The ANSARI X PRIZE is a $10,000,000 prize to jumpstart the space tourism industry through competition between the most talented entrepreneurs and rocket experts in the world. The $10 Million cash prize will be awarded to the first team that:

  1. Privately finances, builds & launches a spaceship, able to carry three people to 100 kilometers (62.5 miles)
  2. Returns safely to Earth
  3. Repeats the launch with the same ship within 2 weeks

I believe they will make at least one flight over 62 miles on July 20th, the 35th anniversary of the Apollo 11 landing on the moon.

8 comments to Closing in on the Edge of Space

  • Good News . It seems that the flight controls worked fine. This was my main worry about this system.

    The craft went through a feathering/ defeathering cycle and seems to have come out of it fine. Again Good News.

    The avionics needed rebooting mmmm just like the F-22.

    Good luck to them all.

  • ‘Bout time, eh? Wasn’t it in the early Sixties that some X-15 pilots got their astronaut wings for going over 50 miles up? And they flew over Mach 7, I believe. Of course, doing it on Paul Allen’s dime is a lot better than on the average taxpayer’s.

  • D Anghelone

    Bout time, eh? Wasn’t it in the early Sixties that some X-15 pilots got their astronaut wings for going over 50 miles up? And they flew over Mach 7, I believe. Of course, doing it on Paul Allen’s dime is a lot better than on the average taxpayer’s.

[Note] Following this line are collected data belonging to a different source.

//! `Method("POST")` - spec.md §4.2 criterion 4.

use crate::route::predicate::Facet;
use crate::route::{Predicate, PredicateError, PredicateSpec, RequestInfo, Value};

pub struct Method {
    method: http::Method,
}

impl Predicate for Method {
    fn matches(&self, req: &RequestInfo<'_>) -> bool {
        req.method == self.method
    }

    fn facet(&self) -> Facet {
        Facet::Method
    }
}

pub struct MethodSpec;
impl PredicateSpec for MethodSpec {
    fn name(&self) -> &str {
        "Method"
    }

    fn create(&self, args: &[Value]) -> Result<Box<dyn Predicate>, PredicateError> {
        match args {
            [Value::Str(name)] => {
                let method = http::Method::from_bytes(name.as_bytes()).map_err(|_| PredicateError::InvalidArgument {
                    name: "Method".to_string(),
                    index: 0,
                    reason: format!("{name:?} is not a valid HTTP method"),
                })?;
                Ok(Box::new(Method { method }))
            }
            _ => Err(PredicateError::Arity {
                name: "Method".to_string(),
                expected: "1 string argument",
                got: args.len(),
            }),
        }
    }
}

#[cfg(test)]
mod tests {
    use super::*;

    #[test]
    fn method_matches_by_name() {
        let p = MethodSpec.create(&[Value::from("POST")]).unwrap();
        let uri: http::Uri = "/".parse().unwrap();
        let headers = http::HeaderMap::new();
        let req = RequestInfo {
            method: &http::Method::POST,
            uri: &uri,
            headers: &headers,
            client_addr: None,
        };
        assert!(p.matches(&req));

        let req_get = RequestInfo {
            method: &http::Method::GET,
            ..req
        };
        assert!(!p.matches(&req_get));
    }
}
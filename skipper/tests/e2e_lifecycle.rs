//! End-to-end proxy lifecycle scenarios (spec.md §8's concrete scenarios
//! 1-4): a real `SkipperProxy` behind a real pingora listener, driven with
//! `reqwest`.

mod common;

use common::{start_proxy, HarnessConfig};
use skipper::route::{BackendSpec, FilterUse, PredicateUse, RouteId, RouteSpec, Value};
use wiremock::matchers::{any, header};
use wiremock::{Mock, MockServer, ResponseTemplate};

fn route(id: &str, predicates: Vec<PredicateUse>, filters: Vec<FilterUse>, backend: BackendSpec) -> RouteSpec {
    RouteSpec {
        id: RouteId::from(id.to_string()),
        predicates,
        filters,
        backend,
    }
}

fn path_predicate(pattern: &str) -> PredicateUse {
    PredicateUse {
        name: "Path".to_string(),
        args: vec![Value::Str(pattern.to_string())],
    }
}

fn status_filter(code: i64) -> FilterUse {
    FilterUse {
        name: "status".to_string(),
        args: vec![Value::Int(code)],
    }
}

fn inline_content_filter(body: &str) -> FilterUse {
    FilterUse {
        name: "inlineContent".to_string(),
        args: vec![Value::Str(body.to_string())],
    }
}

/// Scenario 1: `r: Path("/hello") -> status(201) -> inlineContent("ok") -> <shunt>`.
#[tokio::test]
async fn shunt_with_status_filter() {
    let routes = vec![route(
        "r",
        vec![path_predicate("/hello")],
        vec![status_filter(201), inline_content_filter("ok")],
        BackendSpec::Shunt,
    )];
    let harness = start_proxy(routes, HarnessConfig::default()).await;

    let resp = reqwest::get(format!("{}/hello", harness.base_url)).await.unwrap();
    assert_eq!(resp.status(), 201);
    assert_eq!(resp.text().await.unwrap(), "ok");
}

/// Scenario 2: `r: * -> setRequestHeader("X-A","1") -> "http://backend.test:80"`.
/// Upstream echoes back whatever it received; the proxy's response status
/// and body must propagate, and the backend must have seen the rewritten
/// header.
#[tokio::test]
async fn network_forward_with_header_rewrite() {
    let backend = MockServer::start().await;
    Mock::given(header("X-A", "1"))
        .respond_with(ResponseTemplate::new(200).set_body_string("from upstream"))
        .mount(&backend)
        .await;
    Mock::given(any())
        .respond_with(ResponseTemplate::new(400))
        .mount(&backend)
        .await;

    let backend_uri: http::Uri = format!("http://{}", backend.address()).parse().unwrap();
    let routes = vec![route(
        "r",
        vec![],
        vec![FilterUse {
            name: "setRequestHeader".to_string(),
            args: vec![Value::Str("X-A".to_string()), Value::Str("1".to_string())],
        }],
        BackendSpec::Network(backend_uri),
    )];
    let harness = start_proxy(routes, HarnessConfig::default()).await;

    let resp = reqwest::get(format!("{}/x", harness.base_url)).await.unwrap();
    assert_eq!(resp.status(), 200);
    assert_eq!(resp.text().await.unwrap(), "from upstream");
}

/// Scenario 3: `a: Path("/a") -> setPath("/b") -> <loopback>; b: Path("/b") ->
/// status(200) -> inlineContent("B") -> <shunt>`.
#[tokio::test]
async fn loopback_chain() {
    let routes = vec![
        route(
            "a",
            vec![path_predicate("/a")],
            vec![FilterUse {
                name: "setPath".to_string(),
                args: vec![Value::Str("/b".to_string())],
            }],
            BackendSpec::Loopback,
        ),
        route(
            "b",
            vec![path_predicate("/b")],
            vec![status_filter(200), inline_content_filter("B")],
            BackendSpec::Shunt,
        ),
    ];
    let harness = start_proxy(routes, HarnessConfig::default()).await;

    let resp = reqwest::get(format!("{}/a", harness.base_url)).await.unwrap();
    assert_eq!(resp.status(), 200);
    assert_eq!(resp.text().await.unwrap(), "B");
}

/// Scenario 4: `r: * -> <loopback>` with `MaxLoopbacks=3` yields 500 after 3
/// iterations - no route ever breaks the cycle.
#[tokio::test]
async fn loop_exceeded_yields_500() {
    let routes = vec![route("r", vec![], vec![], BackendSpec::Loopback)];
    let harness = start_proxy(
        routes,
        HarnessConfig {
            max_loopbacks: 3,
            ..HarnessConfig::default()
        },
    )
    .await;

    let resp = reqwest::get(format!("{}/", harness.base_url)).await.unwrap();
    assert_eq!(resp.status(), 500);
}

    IIRC, it was 384,000 feet in 1963. X-20 would have done it all.

    IMO, we U.S. taxpayers would have gotten much for our dime with DynaSoar (X-20) than we did with the political showboat of Apollo. That’s not, however, a popular view.

  • In fact we would have gotten more with Apollo OR with Dyna Soar if we’d just picked one and stuck to it.

    What kills the program is that the basic launch vehicle is chopped and changed every few years. NASA is getting out of the Launch vehicle business , probably a good idea.

  • Hold on, they actually had a project they called “Dyna Soar”? Isn’t that fitting for the whole bureaucracy of NASA anyway?

    I’m really glad to see SS1 going so well. This is really exciting. A quick question tho: can someone explain ‘feathering / defeathering’ quickly?

  • Dyna Soar was actually an air force project. It was a space plane similar to the recently canceled OSP (Now part of the CEV ) It was intended to service the Manned Orbital Laboratory (MOL). This was to be a manned spy satellite, they wanted to put up in the late 1960s to get around the limits of the Corona system which sent its film back to earth to be developed. (See the movie Ice Station Zebra)

    Dyna Soar, or something like it, could have serviced a space station, but the US government canceled it. Later they let the Saturn V line run down while starving the Shuttle of development funds.

  • Julian Morrison

    Feathering is when SS1 flips the tail assembly up so that the vehicle reenters the atmosphere belly-first with its tail trailing behind it, after the manner of a badminton shuttle-cock.

  • D Anghelone

    Thanks, spacer. You might like a favorite of mine from the Boeing website:

    “Dyna Soar actually reached the full-scale engineering mockup stage before it was canceled in December 1963 – a major blunder for American techno-logical leadership in space.”